The ISTAF meeting in Berlin (© Getty Images)
In Berlin’s Olympic Stadium on Sunday 12 September, before the start of the 80th edition of ISTAF Berlin, the World Athletics Heritage Plaque, which was awarded to the meeting in 2019, will be officially received by the Mayor of Berlin, Michael Müller.
The World Athletics Heritage Plaque is awarded for “an outstanding contribution to the worldwide history and development of the sport of track & field athletics”.
Berlin’s plaque honours the history of the world’s oldest invitational one-day track and field meeting. It was therefore appropriate that the plaque, which will be permanently on display in the stadium’s visitor centre, was publicly presented in the centenary year of ISTAF’s foundation.
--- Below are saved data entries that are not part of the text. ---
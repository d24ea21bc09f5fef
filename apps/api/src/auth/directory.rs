use async_trait::async_trait;
use sqlx::PgPool;
use tracing::warn;
use uuid::Uuid;

use crate::access::Role;

/// Looks up the role assigned to a principal.
///
/// Carried in `AppState` as `Arc<dyn RoleDirectory>`.
#[async_trait]
pub trait RoleDirectory: Send + Sync {
    async fn role_of(&self, principal: Uuid) -> anyhow::Result<Option<Role>>;
}

/// Reads roles from the `user_roles` table (one row per principal).
pub struct PgRoleDirectory {
    pool: PgPool,
}

impl PgRoleDirectory {
    pub fn new(pool: PgPool) -> Self {
        Self { pool }
    }
}

#[async_trait]
impl RoleDirectory for PgRoleDirectory {
    async fn role_of(&self, principal: Uuid) -> anyhow::Result<Option<Role>> {
        let stored: Option<String> =
            sqlx::query_scalar("SELECT role FROM user_roles WHERE user_id = $1")
                .bind(principal)
                .fetch_optional(&self.pool)
                .await?;

        Ok(stored.and_then(|value| {
            let role = Role::parse(&value);
            if role.is_none() {
                warn!("principal {principal} has unrecognized role '{value}'");
            }
            role
        }))
    }
}
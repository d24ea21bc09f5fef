//! Reading uploaded resumes out of multipart bodies.

use std::collections::HashMap;

use axum::extract::Multipart;
use bytes::Bytes;
use tracing::{debug, warn};

use crate::errors::AppError;

pub const MAX_UPLOAD_BYTES: usize = 10 * 1024 * 1024;
const FILE_FIELD: &str = "file";

#[derive(Debug, Clone)]
pub struct UploadedFile {
    pub filename: String,
    pub content_type: String,
    pub bytes: Bytes,
}

impl UploadedFile {
    pub fn is_pdf(&self) -> bool {
        self.content_type == "application/pdf"
            || self.filename.to_ascii_lowercase().ends_with(".pdf")
    }
}

/// A multipart form: its text fields plus the one `file` part.
#[derive(Debug, Default)]
pub struct UploadForm {
    fields: HashMap<String, String>,
    file: Option<UploadedFile>,
}

impl UploadForm {
    pub async fn read(mut multipart: Multipart) -> Result<Self, AppError> {
        let mut form = UploadForm::default();

        while let Some(field) = multipart.next_field().await? {
            let Some(name) = field.name().map(str::to_string) else {
                continue;
            };
            if name == FILE_FIELD {
                let filename = field.file_name().unwrap_or("upload").to_string();
                let content_type = field
                    .content_type()
                    .unwrap_or("application/octet-stream")
                    .to_string();
                let bytes = field.bytes().await?;
                debug!("received {filename} ({content_type}, {} bytes)", bytes.len());
                form.file = Some(UploadedFile {
                    filename,
                    content_type,
                    bytes,
                });
            } else {
                let value = field.text().await?;
                form.fields.insert(name, value);
            }
        }
        Ok(form)
    }

    pub fn text(&self, name: &str) -> Option<String> {
        self.fields
            .get(name)
            .map(|v| v.trim().to_string())
            .filter(|v| !v.is_empty())
    }

    pub fn require_text(&self, name: &str) -> Result<String, AppError> {
        self.text(name)
            .ok_or_else(|| AppError::Validation(format!("{name} is required")))
    }

    pub fn take_file(&mut self) -> Result<UploadedFile, AppError> {
        let file = self
            .file
            .take()
            .ok_or_else(|| AppError::Validation("a resume file is required".to_string()))?;
        if file.bytes.is_empty() {
            return Err(AppError::Validation(format!("{} is empty", file.filename)));
        }
        if file.bytes.len() > MAX_UPLOAD_BYTES {
            return Err(AppError::Validation(format!(
                "{} is larger than {} MB",
                file.filename,
                MAX_UPLOAD_BYTES / (1024 * 1024)
            )));
        }
        Ok(file)
    }
}

/// Plain text of a resume: extracted from PDFs, otherwise read as UTF-8.
pub fn resume_text(file: &UploadedFile) -> Result<String, AppError> {
    let text = if file.is_pdf() {
        pdf_extract::extract_text_from_mem(&file.bytes).map_err(|e| {
            AppError::Validation(format!("Could not read text from {}: {e}", file.filename))
        })?
    } else {
        String::from_utf8(file.bytes.to_vec()).map_err(|_| {
            AppError::Validation(format!(
                "{} is neither a PDF nor UTF-8 text",
                file.filename
            ))
        })?
    };

    let text = text.trim().to_string();
    if text.is_empty() {
        return Err(AppError::Validation(format!(
            "{} contains no readable text",
            file.filename
        )));
    }
    Ok(text)
}

/// [`resume_text`] on the blocking pool; PDF parsing is CPU-bound and can
/// panic on hostile input, which surfaces here as a rejected upload.
pub async fn resume_text_off_thread(file: &UploadedFile) -> Result<String, AppError> {
    let file = file.clone();
    let filename = file.filename.clone();
    tokio::task::spawn_blocking(move || resume_text(&file))
        .await
        .map_err(|e| {
            warn!("text extraction of {filename} aborted: {e}");
            AppError::Validation(format!("Could not read text from {filename}"))
        })?
}

#[cfg(test)]
mod tests {
    use super::*;

    fn file(name: &str, content_type: &str, bytes: &'static [u8]) -> UploadedFile {
        UploadedFile {
            filename: name.to_string(),
            content_type: content_type.to_string(),
            bytes: Bytes::from_static(bytes),
        }
    }

    #[test]
    fn test_plain_text_resume_is_trimmed() {
        let f = file("cv.txt", "text/plain", b"\n  Jane Doe\nRust engineer  \n");
        assert_eq!(resume_text(&f).unwrap(), "Jane Doe\nRust engineer");
    }

    #[test]
    fn test_binary_non_pdf_is_rejected() {
        let f = file("cv.docx", "application/octet-stream", &[0xff, 0xfe, 0x00, 0x81]);
        assert!(matches!(resume_text(&f), Err(AppError::Validation(_))));
    }

    #[test]
    fn test_blank_text_is_rejected() {
        let f = file("cv.txt", "text/plain", b"   \n ");
        assert!(matches!(resume_text(&f), Err(AppError::Validation(_))));
    }

    #[test]
    fn test_pdf_detection_uses_type_or_extension() {
        assert!(file("CV.PDF", "application/octet-stream", b"").is_pdf());
        assert!(file("resume", "application/pdf", b"").is_pdf());
        assert!(!file("resume.txt", "text/plain", b"").is_pdf());
    }

    #[test]
    fn test_corrupt_pdf_is_a_validation_error() {
        let f = file("cv.pdf", "application/pdf", b"definitely not a pdf");
        assert!(matches!(resume_text(&f), Err(AppError::Validation(_))));
    }

    #[test]
    fn test_oversized_file_is_rejected() {
        let mut form = UploadForm::default();
        form.file = Some(UploadedFile {
            filename: "cv.pdf".to_string(),
            content_type: "application/pdf".to_string(),
            bytes: Bytes::from(vec![b'x'; MAX_UPLOAD_BYTES + 1]),
        });
        assert!(matches!(form.take_file(), Err(AppError::Validation(_))));
    }

    #[test]
    fn test_form_requires_file_and_fields() {
        let mut form = UploadForm::default();
        form.fields.insert("position".to_string(), "  ".to_string());
        assert!(form.require_text("position").is_err());
        assert!(form.take_file().is_err());
    }
}
use chrono::NaiveDate;
use sqlx::PgPool;
use tracing::info;
use uuid::Uuid;

use super::{NewAttendance, NewReview};
use crate::errors::AppError;
use crate::models::people::{AttendanceRow, PerformanceReviewRow};

/// Most recent day first.
pub async fn list_attendance(
    pool: &PgPool,
    since: Option<NaiveDate>,
) -> Result<Vec<AttendanceRow>, AppError> {
    let rows = sqlx::query_as::<_, AttendanceRow>(
        r#"
        SELECT * FROM attendance
        WHERE ($1::date IS NULL OR date >= $1)
        ORDER BY date DESC, created_at DESC
        "#,
    )
    .bind(since)
    .fetch_all(pool)
    .await?;
    Ok(rows)
}

pub async fn insert_attendance(
    pool: &PgPool,
    record: &NewAttendance,
) -> Result<AttendanceRow, AppError> {
    let row = sqlx::query_as::<_, AttendanceRow>(
        r#"
        INSERT INTO attendance (employee_id, date, check_in, check_out, status, notes)
        VALUES ($1, $2, $3, $4, $5, $6)
        RETURNING *
        "#,
    )
    .bind(record.employee_id)
    .bind(record.date)
    .bind(record.check_in)
    .bind(record.check_out)
    .bind(record.status.as_str())
    .bind(&record.notes)
    .fetch_one(pool)
    .await?;

    info!("Attendance recorded for employee {} on {}", row.employee_id, row.date);
    Ok(row)
}

/// Share of attendance records since `since` marked present, as a percentage.
/// `None` when nothing was recorded.
pub async fn present_rate_since(pool: &PgPool, since: NaiveDate) -> Result<Option<f64>, AppError> {
    let (present, total): (i64, i64) = sqlx::query_as(
        r#"
        SELECT COUNT(*) FILTER (WHERE status = 'present'), COUNT(*)
        FROM attendance
        WHERE date >= $1
        "#,
    )
    .bind(since)
    .fetch_one(pool)
    .await?;
    Ok(super::percentage(present, total))
}

/// Newest first. With `employee`, only that employee's reviews.
pub async fn list_reviews(
    pool: &PgPool,
    employee: Option<Uuid>,
    limit: Option<i64>,
) -> Result<Vec<PerformanceReviewRow>, AppError> {
    let rows = sqlx::query_as::<_, PerformanceReviewRow>(
        r#"
        SELECT * FROM performance_reviews
        WHERE ($1::uuid IS NULL OR employee_id = $1)
        ORDER BY created_at DESC
        LIMIT $2
        "#,
    )
    .bind(employee)
    .bind(limit)
    .fetch_all(pool)
    .await?;
    Ok(rows)
}

pub async fn average_rating(pool: &PgPool) -> Result<Option<f64>, AppError> {
    let average: Option<f64> =
        sqlx::query_scalar("SELECT AVG(rating)::float8 FROM performance_reviews")
            .fetch_one(pool)
            .await?;
    Ok(average)
}

pub async fn insert_review(
    pool: &PgPool,
    review: &NewReview,
    reviewer: Uuid,
) -> Result<PerformanceReviewRow, AppError> {
    let row = sqlx::query_as::<_, PerformanceReviewRow>(
        r#"
        INSERT INTO performance_reviews
            (employee_id, reviewer_id, review_period, rating, strengths,
             areas_for_improvement, goals, comments)
        VALUES ($1, $2, $3, $4, $5, $6, $7, $8)
        RETURNING *
        "#,
    )
    .bind(review.employee_id)
    .bind(reviewer)
    .bind(&review.review_period)
    .bind(review.rating)
    .bind(&review.strengths)
    .bind(&review.areas_for_improvement)
    .bind(&review.goals)
    .bind(&review.comments)
    .fetch_one(pool)
    .await?;

    info!(
        "Performance review {} written for employee {} by {reviewer}",
        row.id, row.employee_id
    );
    Ok(row)
}
//! Shapes the model must reply with, and the range checks applied before
//! anything is stored. A reply that deserializes but fails a check is as
//! unusable as one that does not parse.

use serde::{Deserialize, Serialize};
use serde_json::Value;

use crate::errors::AppError;

const SCORE_RANGE: std::ops::RangeInclusive<f64> = 0.0..=100.0;
const QUALITY_RANGE: std::ops::RangeInclusive<f64> = 0.0..=5.0;
const LEVELS: [&str; 3] = ["low", "medium", "high"];

fn malformed(reason: impl Into<String>) -> AppError {
    AppError::AiMalformedReply(reason.into())
}

/// Any number in 0-100 is accepted; the stored score is rounded.
fn check_score(field: &str, value: f64) -> Result<i32, AppError> {
    if SCORE_RANGE.contains(&value) {
        Ok(value.round() as i32)
    } else {
        Err(malformed(format!("{field} {value} is outside 0-100")))
    }
}

fn check_text(field: &str, value: &str) -> Result<(), AppError> {
    if value.trim().is_empty() {
        return Err(malformed(format!("{field} is empty")));
    }
    Ok(())
}

fn check_level(field: &str, value: &str) -> Result<(), AppError> {
    if LEVELS.contains(&value) {
        Ok(())
    } else {
        Err(malformed(format!("{field} '{value}' is not low, medium or high")))
    }
}

#[derive(Debug, Clone, Serialize, Deserialize)]
pub struct ScreeningReply {
    pub score: f64,
    pub summary: String,
    #[serde(default)]
    pub strengths: Vec<String>,
    #[serde(default)]
    pub weaknesses: Vec<String>,
    pub recommendation: String,
}

impl ScreeningReply {
    /// Returns the score as stored.
    pub fn validate(&self) -> Result<i32, AppError> {
        check_text("summary", &self.summary)?;
        check_score("score", self.score)
    }
}

#[derive(Debug, Clone, Serialize, Deserialize)]
#[serde(rename_all = "camelCase")]
pub struct CandidateReply {
    pub overall_score: f64,
    pub cultural_fit_score: f64,
    pub summary: String,
    #[serde(default)]
    pub skill_match: Value,
    #[serde(default)]
    pub strengths: Vec<String>,
    #[serde(default)]
    pub weaknesses: Vec<String>,
    #[serde(default)]
    pub red_flags: Vec<String>,
}

/// Candidate scores as stored.
#[derive(Debug, Clone, Copy, PartialEq, Eq)]
pub struct CandidateScores {
    pub overall: i32,
    pub cultural_fit: i32,
}

impl CandidateReply {
    pub fn validate(&self) -> Result<CandidateScores, AppError> {
        let overall = check_score("overallScore", self.overall_score)?;
        let cultural_fit = check_score("culturalFitScore", self.cultural_fit_score)?;
        check_text("summary", &self.summary)?;
        if !(self.skill_match.is_object() || self.skill_match.is_null()) {
            return Err(malformed("skillMatch is not an object"));
        }
        Ok(CandidateScores {
            overall,
            cultural_fit,
        })
    }
}

#[derive(Debug, Clone, Serialize, Deserialize)]
pub struct CareerPath {
    pub current: String,
    #[serde(default)]
    pub next: Vec<String>,
    #[serde(default)]
    pub timeline: String,
}

#[derive(Debug, Clone, Serialize, Deserialize)]
pub struct RoadmapItem {
    pub skill: String,
    #[serde(default)]
    pub resources: Vec<String>,
    pub priority: String,
}

#[derive(Debug, Clone, Serialize, Deserialize)]
#[serde(rename_all = "camelCase")]
pub struct CareerReply {
    #[serde(default)]
    pub skill_gaps: Vec<String>,
    pub career_path: CareerPath,
    #[serde(default)]
    pub learning_roadmap: Vec<RoadmapItem>,
    pub promotion_probability: f64,
    pub attrition_risk: String,
}

impl CareerReply {
    /// Returns the promotion probability as stored.
    pub fn validate(&self) -> Result<i32, AppError> {
        let promotion_probability =
            check_score("promotionProbability", self.promotion_probability)?;
        check_level("attritionRisk", &self.attrition_risk)?;
        check_text("careerPath.current", &self.career_path.current)?;
        for item in &self.learning_roadmap {
            check_text("learningRoadmap.skill", &item.skill)?;
            check_level("learningRoadmap.priority", &item.priority)?;
        }
        Ok(promotion_probability)
    }
}

#[derive(Debug, Clone, Serialize, Deserialize)]
pub struct RankedCandidate {
    pub name: String,
    pub rank: i64,
    pub reasoning: String,
}

#[derive(Debug, Clone, Serialize, Deserialize)]
pub struct TopPick {
    pub name: String,
    pub reasoning: String,
}

#[derive(Debug, Clone, Serialize, Deserialize)]
#[serde(rename_all = "camelCase")]
pub struct ComparisonReply {
    pub ranking: Vec<RankedCandidate>,
    pub top_pick: TopPick,
    pub summary: String,
}

impl ComparisonReply {
    /// Every one of `candidates` ranked exactly once, 1 through `candidates`.
    pub fn validate(&self, candidates: usize) -> Result<(), AppError> {
        if self.ranking.len() != candidates {
            return Err(malformed(format!(
                "ranking lists {} candidates, expected {candidates}",
                self.ranking.len()
            )));
        }
        let mut ranks: Vec<i64> = self.ranking.iter().map(|r| r.rank).collect();
        ranks.sort_unstable();
        let expected: Vec<i64> = (1..=candidates as i64).collect();
        if ranks != expected {
            return Err(malformed(format!(
                "ranks {ranks:?} are not 1 to {candidates} each used once"
            )));
        }
        check_text("topPick.name", &self.top_pick.name)?;
        check_text("summary", &self.summary)
    }
}

#[derive(Debug, Clone, Serialize, Deserialize)]
#[serde(rename_all = "camelCase")]
pub struct InsightsReply {
    pub predicted_time_to_hire: f64,
    pub candidate_quality_avg: f64,
    pub insights: String,
    #[serde(default)]
    pub recommendations: Vec<String>,
}

impl InsightsReply {
    pub fn validate(&self) -> Result<(), AppError> {
        if !self.predicted_time_to_hire.is_finite() || self.predicted_time_to_hire < 0.0 {
            return Err(malformed(format!(
                "predictedTimeToHire {} is negative",
                self.predicted_time_to_hire
            )));
        }
        if !QUALITY_RANGE.contains(&self.candidate_quality_avg) {
            return Err(malformed(format!(
                "candidateQualityAvg {} is outside 0-5",
                self.candidate_quality_avg
            )));
        }
        check_text("insights", &self.insights)
    }
}

#[cfg(test)]
mod tests {
    use super::*;

    fn is_malformed<T: std::fmt::Debug>(result: Result<T, AppError>) -> bool {
        matches!(result, Err(AppError::AiMalformedReply(_)))
    }

    #[test]
    fn test_screening_score_bounds() {
        let mut reply: ScreeningReply = serde_json::from_str(
            r#"{"score": 100, "summary": "Strong", "strengths": [], "weaknesses": [],
                "recommendation": "interview"}"#,
        )
        .unwrap();
        assert_eq!(reply.validate().unwrap(), 100);
        reply.score = 100.4;
        assert!(is_malformed(reply.validate()));
        reply.score = 101.0;
        assert!(is_malformed(reply.validate()));
        reply.score = -1.0;
        assert!(is_malformed(reply.validate()));
    }

    #[test]
    fn test_screening_rejects_empty_summary() {
        let reply: ScreeningReply = serde_json::from_str(
            r#"{"score": 50, "summary": "  ", "recommendation": "hold"}"#,
        )
        .unwrap();
        assert!(is_malformed(reply.validate()));
    }

    #[test]
    fn test_fractional_score_is_rounded() {
        let reply: ScreeningReply = serde_json::from_str(
            r#"{"score": 72.5, "summary": "ok", "recommendation": "hold"}"#,
        )
        .unwrap();
        assert_eq!(reply.validate().unwrap(), 73);
    }

    #[test]
    fn test_non_finite_score_is_malformed() {
        assert!(is_malformed(check_score("score", f64::NAN)));
        assert!(is_malformed(check_score("score", f64::INFINITY)));
    }

    #[test]
    fn test_candidate_scores_are_rounded() {
        let reply: CandidateReply = serde_json::from_str(
            r#"{"overallScore": 81.6, "culturalFitScore": 70, "summary": "ok"}"#,
        )
        .unwrap();
        assert_eq!(
            reply.validate().unwrap(),
            CandidateScores {
                overall: 82,
                cultural_fit: 70
            }
        );
    }

    #[test]
    fn test_candidate_reply_checks_both_scores() {
        let reply: CandidateReply = serde_json::from_str(
            r#"{"overallScore": 80, "culturalFitScore": 140, "summary": "ok",
                "skillMatch": {"Rust": 90}}"#,
        )
        .unwrap();
        assert!(is_malformed(reply.validate()));
        assert!(reply.red_flags.is_empty());
    }

    #[test]
    fn test_career_reply_checks_levels() {
        let json = r#"{
            "skillGaps": ["Leadership"],
            "careerPath": {"current": "Engineer", "next": ["Senior Engineer"], "timeline": "1-2 years"},
            "learningRoadmap": [{"skill": "Leadership", "resources": ["Course"], "priority": "high"}],
            "promotionProbability": 75,
            "attritionRisk": "low"
        }"#;
        let reply: CareerReply = serde_json::from_str(json).unwrap();
        assert!(reply.validate().is_ok());

        let mut bad = reply.clone();
        bad.attrition_risk = "severe".to_string();
        assert!(is_malformed(bad.validate()));

        let mut bad = reply;
        bad.learning_roadmap[0].priority = "urgent".to_string();
        assert!(is_malformed(bad.validate()));
    }

    #[test]
    fn test_comparison_ranks_must_be_a_permutation() {
        let reply = |ranks: &[i64]| ComparisonReply {
            ranking: ranks
                .iter()
                .map(|r| RankedCandidate {
                    name: format!("Candidate {r}"),
                    rank: *r,
                    reasoning: "because".to_string(),
                })
                .collect(),
            top_pick: TopPick {
                name: "Candidate 1".to_string(),
                reasoning: "best".to_string(),
            },
            summary: "close call".to_string(),
        };
        assert!(reply(&[2, 1, 3]).validate(3).is_ok());
        assert!(is_malformed(reply(&[1, 1, 2]).validate(3)));
        assert!(is_malformed(reply(&[1, 2, 4]).validate(3)));
        assert!(is_malformed(reply(&[1, 2]).validate(3)));
    }

    #[test]
    fn test_insights_quality_scale() {
        let mut reply = InsightsReply {
            predicted_time_to_hire: 14.0,
            candidate_quality_avg: 3.8,
            insights: "Pipeline is healthy".to_string(),
            recommendations: vec![],
        };
        assert!(reply.validate().is_ok());
        reply.candidate_quality_avg = 7.5;
        assert!(is_malformed(reply.validate()));
        reply.candidate_quality_avg = 3.0;
        reply.predicted_time_to_hire = -2.0;
        assert!(is_malformed(reply.validate()));
    }
}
DLV President Jurgen Kessing, ISTAF director Martin Seeber, Berlin Mayor Michael Muller and DLV Director Idriss Gonschinska (© ISTAF/Camera4)
On 3 July 1921, the Berliner Sport-Club (BSC), the Sport-Club Charlottenburg (SCC) and the Schwimmclub Poseidon organised the first sports festival under the current name of ‘Internationales Stadionfest’ or ‘ISTAF’. In 1921, the meeting had swimming events as well as athletics in its programme.
ISTAF didn’t move into its current home, the 1936 Olympic Stadium, until the year after those Games. "Luz" Long, who had duelled with Jesse Owens in Berlin 1936, long jumped 7.90m on the same runway at the 1937 ISTAF. It was a mark which lasted 39 years as an ISTAF meeting record and 19 years as a European record!
Luz Long (L) and Jesse Owens (R) chat together in the Berlin stadium 1 August 1936 during the Olympic Games (© AFP / Getty Images)
ISTAF was welcomed into its new home in 1937 by, what remains an ISTAF record to this day, 85,000 spectators. Large crowds have been a hallmark of the meeting. In 2007, 70,000 fans were attracted to the stadium and in the last decade crowds of 50,000 have remained common.
A founding member of the Golden Four (1993-1997) and the Golden League (1998-2009) circuits, ISTAF from 2010 to 2019 was a fixture in the World Challenge and, since 2020, is a World Athletics Continental Tour meeting.
While the Berlin Olympic Stadium has been its main home, ISTAF has been held in two other stadiums post 1937 – the Mommsen Stadium (1938, 1941, 1949 and 1953) and, due to the reconstruction of the Olympic Stadium, at the Friedrich-Ludwig-Jahn-Sportpark (2002 and 2003).
As well as during most of WWII, ISTAF was not staged in 1972 due to the Munich Olympics. It was also cancelled the following year which allowed the organisation of the event to be reconstructed. ISTAF made a promising return in 1974 with a crowd of 20,000.
Seventeen world records have been set at ISTAF. The last officially ratified infield mark is Poland’s Anita Wlodarczyk’s 79.58m hammer throw in 2014. Kenyan David Rudisha’s 800m run in 2010 is the last track world record (1:41.09).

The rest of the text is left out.